If you are like me, there are graves of your extended family that have either lost their grave markers or were never marked for a variety of reasons.

In my family, three of my great aunts and uncles died as youngsters and were buried on the family farm in Fort Canyon, above Alpine, Utah. I made a post about them called “Little Ones Lost” earlier this year.

Today, I found an article titled, “Old ways help women find old graves” that describes the efforts of Cate Culver, who is using dowsing rods to find old unmarked graves around the Pioneer Cemetery in San Andreas, California.

dowsing As expected, scientists say that dowsing doesn’t work and that her efforts are a waste of time. Unfortunately, the soil in that area is less ‘soil’ than rock and has a fairly high copper and other mineral content. The article notes that ground penetrating radar won’t work in the area due to the terrain and of course, officials aren’t going to grant permission to open the suspected locations for ‘no’ reason other than to prove that the dowser can find old graves.

Long ago, I was surprised when I was first told that dowsing didn’t work and that it couldn’t be proven. I’d grown up watching people dowse for water, power and other buried lines with great success. In fact, when I was told that dowsing was bunk, I had actually dowsed for a long lost water line that was leaking the weekend before. Running water could be heard in a pipe that entered the basement of our home but wasn’t attached to anything inside.

Curiosity got the better of me one Friday evening, so I pulled out the dowsing rods, marked the location of the pipe on the lawn and started digging with a shovel. The location was about 100 feet away from the city water line feeding our home.

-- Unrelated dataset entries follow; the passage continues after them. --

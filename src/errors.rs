use axum::http::StatusCode;
use axum::response::IntoResponse;
use sqlx::Error;
use thiserror::Error;

/// Error taxonomy per spec.md §7 — kinds, not one-exception-per-cause.
#[derive(Debug, Error)]
pub enum AppError {
    /// Bad input: unknown format, missing required field, unknown field map
    /// entry. Reported to the caller, never retried.
    #[error("Validation error: {0}")]
    Validation(String),
    #[error("Not found: {0}")]
    NotFound(String),
    #[error("Unauthorized")]
    Unauthorized,
    /// Store or bus unavailable; retried with backoff by the event bus
    /// facade before escalating to the dead-letter queue.
    #[error("Transient error: {0}")]
    Transient(String),
    /// Malformed rows / undetermined date format beyond the tolerance
    /// threshold — a whole-file quality failure.
    #[error("Data quality error: {0}")]
    DataQuality(String),
    /// A conditional write collided with an existing, matching record;
    /// callers should treat this as success after verifying the match.
    #[error("Idempotency conflict: {0}")]
    IdempotencyConflict(String),
    #[error("Database error: {0}")]
    Db(sqlx::Error),
}

impl IntoResponse for AppError {
    fn into_response(self) -> axum::response::Response {
        match self {
            AppError::NotFound(msg) => (StatusCode::NOT_FOUND, msg).into_response(),
            AppError::Validation(msg) => (StatusCode::BAD_REQUEST, msg).into_response(),
            AppError::Unauthorized => (StatusCode::UNAUTHORIZED, "Unauthorized").into_response(),
            AppError::Transient(msg) => (StatusCode::SERVICE_UNAVAILABLE, msg).into_response(),
            AppError::DataQuality(msg) => (StatusCode::UNPROCESSABLE_ENTITY, msg).into_response(),
            AppError::IdempotencyConflict(msg) => (StatusCode::CONFLICT, msg).into_response(),
            AppError::Db(_) => {
                (StatusCode::INTERNAL_SERVER_ERROR, "Internal server error").into_response()
            }
        }
    }
}

impl From<sqlx::Error> for AppError {
    fn from(value: Error) -> Self {
        AppError::Db(value)
    }
}

impl From<String> for AppError {
    fn from(value: String) -> Self {
        AppError::Validation(value)
    }
}



//! Prefix-pattern routing: `"file.*"` matches `"file.processed"` and
//! `"file.failed"`; an exact pattern matches only itself.

#[derive(Debug, Default)]
pub struct RoutingTable {
    rules: Vec<(String, String)>,
}

impl RoutingTable {
    pub fn add(&mut self, pattern: &str, consumer_name: String) {
        self.rules.push((pattern.to_string(), consumer_name));
    }

    pub fn match_consumers(&self, event_type: &str) -> Vec<String> {
        self.rules
            .iter()
            .filter(|(pattern, _)| pattern_matches(pattern, event_type))
            .map(|(_, name)| name.clone())
            .collect()
    }
}

fn pattern_matches(pattern: &str, event_type: &str) -> bool {
    match pattern.strip_suffix('*') {
        Some(prefix) => event_type.starts_with(prefix),
        None => pattern == event_type,
    }
}

#[cfg(test)]
mod tests {
    use super::*;

    #[test]
    fn exact_pattern_matches_only_itself() {
        assert!(pattern_matches("account.created", "account.created"));
        assert!(!pattern_matches("account.created", "account.updated"));
    }

    #[test]
    fn wildcard_suffix_matches_prefix() {
        assert!(pattern_matches("file.*", "file.processed"));
        assert!(!pattern_matches("file.*", "transaction.created"));
    }
}
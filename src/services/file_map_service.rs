use sqlx::PgPool;
use uuid::Uuid;

use crate::db::file_map_queries;
use crate::errors::AppError;
use crate::models::{CreateFileMap, FileMap};

pub async fn list(pool: &PgPool, user_id: Uuid) -> Result<Vec<FileMap>, AppError> {
    Ok(file_map_queries::fetch_all(pool, user_id).await?)
}

pub async fn get(pool: &PgPool, user_id: Uuid, file_map_id: Uuid) -> Result<FileMap, AppError> {
    file_map_queries::fetch_one(pool, user_id, file_map_id)
        .await?
        .ok_or_else(|| AppError::NotFound(format!("file map {file_map_id} not found")))
}

pub async fn create(pool: &PgPool, user_id: Uuid, input: CreateFileMap) -> Result<FileMap, AppError> {
    Ok(file_map_queries::create(pool, user_id, input).await?)
}

pub async fn delete(pool: &PgPool, user_id: Uuid, file_map_id: Uuid) -> Result<(), AppError> {
    let rows = file_map_queries::delete(pool, user_id, file_map_id).await?;
    if rows == 0 {
        return Err(AppError::NotFound(format!("file map {file_map_id} not found")));
    }
    Ok(())
}
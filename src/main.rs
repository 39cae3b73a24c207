use std::sync::Arc;

use sqlx::postgres::PgPoolOptions;
use tokio::net::TcpListener;

use ledgerline::app;
use ledgerline::config::Config;
use ledgerline::consumers::{AnalyticsConsumer, AuditConsumer, CategorizationConsumer};
use ledgerline::events::InProcessEventBus;
use ledgerline::logging::{self, LoggingConfig};
use ledgerline::state::AppState;

#[tokio::main]
async fn main() -> Result<(), Box<dyn std::error::Error>> {
    dotenvy::dotenv().ok();
    logging::init_logging(LoggingConfig::from_env())?;

    let config = Config::from_env()?;

    let pool = PgPoolOptions::new()
        .max_connections(10)
        .connect(&config.database_url)
        .await?;

    sqlx::migrate!("./migrations").run(&pool).await?;

    let bus = InProcessEventBus::new(pool.clone(), config.max_retries, config.categorization_disabled)
        .register("transaction.created", Arc::new(CategorizationConsumer))
        .register("*", Arc::new(AuditConsumer))
        .register("transaction.*", Arc::new(AnalyticsConsumer))
        .register("file.*", Arc::new(AnalyticsConsumer));

    let bind_addr = config.bind_addr;
    let state = AppState {
        pool,
        bus: Arc::new(bus),
        config: Arc::new(config),
    };

    let app = app::create_app(state);

    let listener = TcpListener::bind(&bind_addr).await?;
    tracing::info!("🚀 ledgerline backend running at http://{}/", bind_addr);
    axum::serve(listener, app).await?;

    Ok(())
}
use async_trait::async_trait;
use sqlx::PgPool;
use tracing::{info, warn};
use uuid::Uuid;

use crate::db::{category_queries, transaction_queries, user_settings_queries};
use crate::errors::AppError;
use crate::events::Consumer;
use crate::models::{AssignmentStatus, CategoryAssignment, Event};
use crate::rules;

/// Runs the rule engine against a newly created (or updated) transaction and
/// persists the resulting suggestions. Idempotent: a suggestion already on
/// record for a given `rule_id` is never appended twice.
pub struct CategorizationConsumer;

#[async_trait]
impl Consumer for CategorizationConsumer {
    fn name(&self) -> &str {
        "categorization"
    }

    async fn handle(&self, pool: &PgPool, event: &Event) -> Result<(), AppError> {
        let Some(transaction_id) = event
            .data
            .get("transaction_id")
            .and_then(|v| v.as_str())
            .and_then(|s| Uuid::parse_str(s).ok())
        else {
            warn!(event_id = %event.event_id, "categorization: event payload missing transaction_id");
            return Ok(());
        };

        categorize_transaction(pool, event.user_id, transaction_id).await
    }
}

/// The actual categorization work, shared by the event-bus dispatch path
/// (`Consumer::handle` above) and the direct-trigger path in
/// `file_processor_service::ingest` for legacy/shadow operating modes.
pub async fn categorize_transaction(
    pool: &PgPool,
    user_id: Uuid,
    transaction_id: Uuid,
) -> Result<(), AppError> {
    let Some(transaction) = transaction_queries::fetch_one(pool, user_id, transaction_id).await? else {
        return Ok(());
    };

    let categories = category_queries::fetch_all(pool, user_id).await?;
    if categories.is_empty() {
        return Ok(());
    }

    let strategy = user_settings_queries::fetch_strategy(pool, user_id).await?.into();

    let suggestions = rules::suggest(&transaction, &categories, strategy);
    let existing_rule_ids: std::collections::HashSet<Uuid> = transaction
        .categories
        .0
        .iter()
        .filter_map(|a| a.rule_id)
        .collect();

    let fresh: Vec<_> = suggestions
        .iter()
        .filter(|s| !existing_rule_ids.contains(&s.rule_id))
        .collect();
    if fresh.is_empty() {
        return Ok(());
    }

    let auto_confirm = rules::should_auto_confirm(&suggestions, &transaction).cloned();

    let mut categories_out = transaction.categories.0.clone();
    let now = chrono::Utc::now();
    for suggestion in &fresh {
        let is_auto_confirmed = auto_confirm
            .as_ref()
            .map(|c| c.rule_id == suggestion.rule_id)
            .unwrap_or(false);
        categories_out.push(CategoryAssignment {
            category_id: suggestion.category_id,
            confidence: suggestion.confidence,
            status: if is_auto_confirmed {
                AssignmentStatus::Confirmed
            } else {
                AssignmentStatus::Suggested
            },
            is_manual: false,
            assigned_at: now,
            confirmed_at: if is_auto_confirmed { Some(now) } else { None },
            rule_id: Some(suggestion.rule_id),
        });
    }

    let primary_category_id = auto_confirm.as_ref().map(|c| c.category_id);

    transaction_queries::update_categories(
        pool,
        user_id,
        transaction_id,
        sqlx::types::Json(categories_out),
        primary_category_id,
    )
    .await?;

    info!(
        transaction_id = %transaction_id,
        suggestions = fresh.len(),
        "categorization: applied suggestions"
    );
    Ok(())
}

While dowsing, I had flagged a couple of 90 degree turns in the route of the line.

A few hours later, my wife was less than happy to find about forty feet of five foot deep trench winding its way through our north lawn.

Yes, the water line was exactly where I’d marked it and at the depth the rods had indicated. No surprises. The trench was so long because I had to follow the line to find the leak and then to clear enough length of pipe so that it could be lifted, cut, spliced and tested for new leaks.

As it turned out, the water originated three hundred feet south in the basement of the neighbors home. They had owned our home before building their new home. The water lines to the chicken coops that used to be on the back properties had originally fed from our home. When they built the new house, they simply capped the water line in the basement of the old house and fed it from the new house. Finally, decades later, the old water line deteriorated and began to leak.

Being on the end of the shovel doing the digging, I’d long ago decided that the dowsing rods had better work or you were only involved in a less than satisfying way to exercise.

We often used dowsing rods to find buried power lines when I worked for the power company. The younger generation had to use the expensive tools that semi-find electrical fields, but the old hands just grabbed a pair of iron tie wires, bent one end of each long enough to use as a handle and marked the line. No big deal. Fast, accurate and easy. And because the fellows were doing the digging by hand, the marks had to be accurate due to the seemingly never ending layers of river rock or they’d never use their dowsing sticks a second time. Inevitably, the dowsing marks were always more accurate than those created the using multi-thousand dollar buried line identification equipment.

I’ve continued to use dowsing rods to find the dozen or so telephone drop lines that cross our orchard when I’ve installed fence posts, sprinkling systems and other buried features in our landscaping. Thus far, they’ve always provided 100% accuracy. I guess that I need to read the scientific reasons why the rods don’t work but really don’t want to. If I do, I may believe the scientific reasons and then the rods won’t work any longer. After all, scientists are rarely wrong. Right?

Over the years, I’ve chatted with folks from all over the world who have dowsed to find water and other buried features for all of their lives with great success. They grew up using them and apparently, none of them had been taught that stringtheorydowsing doesn’t work either.

My ancestors dowsed. Their ancestors dowsed. Maybe you have to have a naive faith that dowsing works for it to work for you. Maybe it is tied to string theory or quantum mechanics. Maybe you have to acknowledge that the laws of the universe are a lot stranger and more elastic than all of us whiz kids realize.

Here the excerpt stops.